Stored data
== Segment start ==

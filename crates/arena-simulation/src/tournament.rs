//! Single-elimination brackets.
//!
//! A [`Bracket`] pairs entrants in listing order, plays matches one at a
//! time in bracket order, and threads each winner into the next round.
//! Win/loss records are kept in the bracket's [`Roster`].

use std::collections::{BTreeMap, BTreeSet};

use arena_mechanics::{Actor, ActorId};
use rand::Rng;
use serde::{Deserialize, Serialize};

use crate::config::MatchConfig;
use crate::error::{SimError, SimResult};
use crate::orchestrator::{MatchResult, run_match_with};

/// Wins and losses for one entrant.
#[derive(Debug, Clone, Copy, Default, PartialEq, Eq, Serialize, Deserialize)]
pub struct Record {
    /// Matches won.
    pub wins: u32,
    /// Matches lost.
    pub losses: u32,
}

impl Record {
    /// Matches played.
    pub fn played(&self) -> u32 {
        self.wins + self.losses
    }
}

/// The entrants of a competition and their records.
#[derive(Debug, Clone, PartialEq, Serialize, Deserialize)]
pub struct Roster {
    entrants: Vec<Actor>,
    records: BTreeMap<ActorId, Record>,
}

impl Roster {
    /// Create a roster. Actor ids must be unique.
    pub fn new(entrants: Vec<Actor>) -> SimResult<Self> {
        let mut records = BTreeMap::new();
        for actor in &entrants {
            if records.insert(actor.id, Record::default()).is_some() {
                return Err(SimError::InvalidConfiguration(format!(
                    "duplicate entrant id {}",
                    actor.id
                )));
            }
        }
        Ok(Self { entrants, records })
    }

    /// Entrants in listing order.
    pub fn entrants(&self) -> &[Actor] {
        &self.entrants
    }

    /// Look up an entrant by id.
    pub fn get(&self, id: ActorId) -> Option<&Actor> {
        self.entrants.iter().find(|a| a.id == id)
    }

    /// The record of an entrant.
    pub fn record(&self, id: ActorId) -> Record {
        self.records.get(&id).copied().unwrap_or_default()
    }

    /// Credit a win and a loss.
    pub fn record_result(&mut self, winner: ActorId, loser: ActorId) {
        self.records.entry(winner).or_default().wins += 1;
        self.records.entry(loser).or_default().losses += 1;
    }

    /// Entrants ordered by wins (descending), then fewest losses, then listing order.
    pub fn standings(&self) -> Vec<(&Actor, Record)> {
        let mut table: Vec<_> = self.entrants.iter().map(|a| (a, self.record(a.id))).collect();
        table.sort_by(|(_, x), (_, y)| y.wins.cmp(&x.wins).then(x.losses.cmp(&y.losses)));
        table
    }

    /// Number of entrants.
    pub fn len(&self) -> usize {
        self.entrants.len()
    }

    /// Returns true if the roster has no entrants.
    pub fn is_empty(&self) -> bool {
        self.entrants.is_empty()
    }
}

/// One slot in a bracket round.
#[derive(Debug, Clone, PartialEq, Serialize, Deserialize)]
pub struct BracketMatch {
    /// First entrant, once known.
    pub a: Option<ActorId>,
    /// Second entrant, once known.
    pub b: Option<ActorId>,
    /// The result, once played.
    pub result: Option<MatchResult>,
}

impl BracketMatch {
    fn empty() -> Self {
        Self {
            a: None,
            b: None,
            result: None,
        }
    }

    /// Returns true once the match has been played.
    pub fn is_played(&self) -> bool {
        self.result.is_some()
    }

    /// The winner, once played.
    pub fn winner(&self) -> Option<ActorId> {
        self.result.as_ref().and_then(|r| r.winner)
    }
}

/// One round of a bracket.
#[derive(Debug, Clone, PartialEq, Serialize, Deserialize)]
pub struct BracketRound {
    /// Display name ("Final", "Semifinal", "Round of 16", ...).
    pub name: String,
    /// Matches in bracket order.
    pub matches: Vec<BracketMatch>,
}

/// Name of a round that starts with `entrants` competitors.
pub fn round_name(entrants: usize) -> String {
    match entrants {
        2 => "Final".to_string(),
        4 => "Semifinal".to_string(),
        8 => "Quarterfinal".to_string(),
        n => format!("Round of {n}"),
    }
}

/// Read-only view of a bracket for rendering.
#[derive(Debug, Clone, Copy, Serialize)]
pub struct BracketView<'a> {
    /// Every round, first to final.
    pub rounds: &'a [BracketRound],
    /// `(round, match)` position of the next match to play.
    pub current_match_index: Option<(usize, usize)>,
    /// The champion, once decided.
    pub champion: Option<&'a Actor>,
}

/// A single-elimination bracket over `2^k` entrants.
#[derive(Debug, Clone, PartialEq, Serialize)]
pub struct Bracket {
    roster: Roster,
    rounds: Vec<BracketRound>,
    champion: Option<ActorId>,
}

impl Bracket {
    /// Seed a bracket in listing order: 1 vs 2, 3 vs 4, ...
    ///
    /// The entrant count must be a power of two and at least 2.
    pub fn new(entrants: Vec<Actor>) -> SimResult<Self> {
        let count = entrants.len();
        if count < 2 || !count.is_power_of_two() {
            return Err(SimError::InvalidConfiguration(format!(
                "a bracket needs a power-of-two number of entrants (at least 2), got {count}"
            )));
        }
        let roster = Roster::new(entrants)?;

        let first = BracketRound {
            name: round_name(count),
            matches: roster
                .entrants()
                .chunks(2)
                .map(|pair| BracketMatch {
                    a: Some(pair[0].id),
                    b: Some(pair[1].id),
                    result: None,
                })
                .collect(),
        };
        let mut rounds = vec![first];
        let mut remaining = count / 2;
        while remaining >= 2 {
            rounds.push(BracketRound {
                name: round_name(remaining),
                matches: (0..remaining / 2).map(|_| BracketMatch::empty()).collect(),
            });
            remaining /= 2;
        }

        log::debug!("bracket of {count} entrants with {} rounds", rounds.len());
        Ok(Self {
            roster,
            rounds,
            champion: None,
        })
    }

    /// Check that the rounds halve down to a single final and only refer
    /// to roster entrants.
    fn check_shape(&self) -> SimResult<()> {
        let invalid = |msg: String| Err(SimError::InvalidConfiguration(msg));
        let count = self.roster.len();
        if count < 2 || !count.is_power_of_two() {
            return invalid(format!("bracket roster has {count} entrants"));
        }
        let ids: BTreeSet<ActorId> = self.roster.entrants().iter().map(|a| a.id).collect();
        if ids.len() != count {
            return invalid("bracket roster has duplicate ids".to_string());
        }
        let expected_rounds = count.trailing_zeros() as usize;
        if self.rounds.len() != expected_rounds {
            return invalid(format!(
                "{count} entrants need {expected_rounds} rounds, found {}",
                self.rounds.len()
            ));
        }
        for (r, round) in self.rounds.iter().enumerate() {
            let expected = count >> (r + 1);
            if round.matches.len() != expected {
                return invalid(format!(
                    "{} has {} matches, expected {expected}",
                    round.name,
                    round.matches.len()
                ));
            }
            let mut slots = round.matches.iter().flat_map(|m| [m.a, m.b]).flatten();
            if let Some(id) = slots.find(|id| !ids.contains(id)) {
                return invalid(format!("{} refers to unknown entrant {id}", round.name));
            }
        }
        match self.champion {
            Some(id) if !ids.contains(&id) => invalid(format!("unknown champion {id}")),
            _ => Ok(()),
        }
    }

    /// All rounds, first to final.
    pub fn rounds(&self) -> &[BracketRound] {
        &self.rounds
    }

    /// The entrants and their records.
    pub fn roster(&self) -> &Roster {
        &self.roster
    }

    /// Total matches in the bracket.
    pub fn match_count(&self) -> usize {
        self.rounds.iter().map(|r| r.matches.len()).sum()
    }

    /// The champion, once the final is played.
    pub fn champion(&self) -> Option<&Actor> {
        self.champion.and_then(|id| self.roster.get(id))
    }

    /// `(round, match)` position of the next unplayed match.
    pub fn current_match(&self) -> Option<(usize, usize)> {
        self.rounds.iter().enumerate().find_map(|(r, round)| {
            round
                .matches
                .iter()
                .position(|m| !m.is_played())
                .map(|m| (r, m))
        })
    }

    /// A read-only snapshot for rendering.
    pub fn view(&self) -> BracketView<'_> {
        BracketView {
            rounds: &self.rounds,
            current_match_index: self.current_match(),
            champion: self.champion(),
        }
    }

    /// Play the next match in bracket order. Returns `Ok(None)` once a champion exists.
    pub fn play_next<R: Rng + ?Sized>(
        &mut self,
        config: &MatchConfig,
        rng: &mut R,
    ) -> SimResult<Option<MatchResult>> {
        if config.allow_draws {
            return Err(SimError::InvalidConfiguration(
                "bracket matches must produce a winner; disable allow_draws".to_string(),
            ));
        }
        let Some((r, m)) = self.current_match() else {
            return Ok(None);
        };

        let slot = &self.rounds[r].matches[m];
        let (a, b) = match (slot.a, slot.b) {
            (Some(a), Some(b)) => (a, b),
            _ => {
                return Err(SimError::InvalidConfiguration(format!(
                    "{} match {} has no opponents yet",
                    self.rounds[r].name,
                    m + 1
                )));
            }
        };
        let (Some(actor_a), Some(actor_b)) = (self.roster.get(a), self.roster.get(b)) else {
            return Err(SimError::InvalidConfiguration(
                "bracket refers to an unknown entrant".to_string(),
            ));
        };

        let result = run_match_with(actor_a.clone(), actor_b.clone(), config, rng, &mut [])?;
        let (Some(winner), Some(loser)) = (result.winner, result.loser) else {
            return Err(SimError::InvalidConfiguration(format!(
                "bracket match ended without a winner ({})",
                result.method
            )));
        };

        log::debug!(
            "{} match {}: {} beat {} by {}",
            self.rounds[r].name,
            m + 1,
            winner,
            loser,
            result.method
        );
        self.roster.record_result(winner, loser);
        self.rounds[r].matches[m].result = Some(result.clone());

        match self.rounds.get_mut(r + 1) {
            Some(next) => {
                let slot = &mut next.matches[m / 2];
                if m % 2 == 0 {
                    slot.a = Some(winner);
                } else {
                    slot.b = Some(winner);
                }
            }
            None => {
                self.champion = Some(winner);
                if let Some(champion) = self.champion() {
                    log::info!("{} wins the bracket", champion.name);
                }
            }
        }
        Ok(Some(result))
    }

    /// Play every remaining match and return the champion.
    pub fn run<R: Rng + ?Sized>(&mut self, config: &MatchConfig, rng: &mut R) -> SimResult<&Actor> {
        while self.play_next(config, rng)?.is_some() {}
        self.champion().ok_or_else(|| {
            SimError::InvalidConfiguration("bracket finished without a champion".to_string())
        })
    }
}

// Deserialized brackets must pass `check_shape` before they can be played.
impl<'de> Deserialize<'de> for Bracket {
    fn deserialize<D>(deserializer: D) -> Result<Self, D::Error>
    where
        D: serde::Deserializer<'de>,
    {
        #[derive(Deserialize)]
        struct Helper {
            roster: Roster,
            rounds: Vec<BracketRound>,
            champion: Option<ActorId>,
        }
        let helper = Helper::deserialize(deserializer)?;
        let bracket = Self {
            roster: helper.roster,
            rounds: helper.rounds,
            champion: helper.champion,
        };
        bracket.check_shape().map_err(serde::de::Error::custom)?;
        Ok(bracket)
    }
}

== Segment end ==

Some lines above contain the word "BracketMatch". Copy each of them.

Answer to this task –
pub struct BracketMatch {
impl BracketMatch {
    pub matches: Vec<BracketMatch>,
                .map(|pair| BracketMatch {
                matches: (0..remaining / 2).map(|_| BracketMatch::empty()).collect(),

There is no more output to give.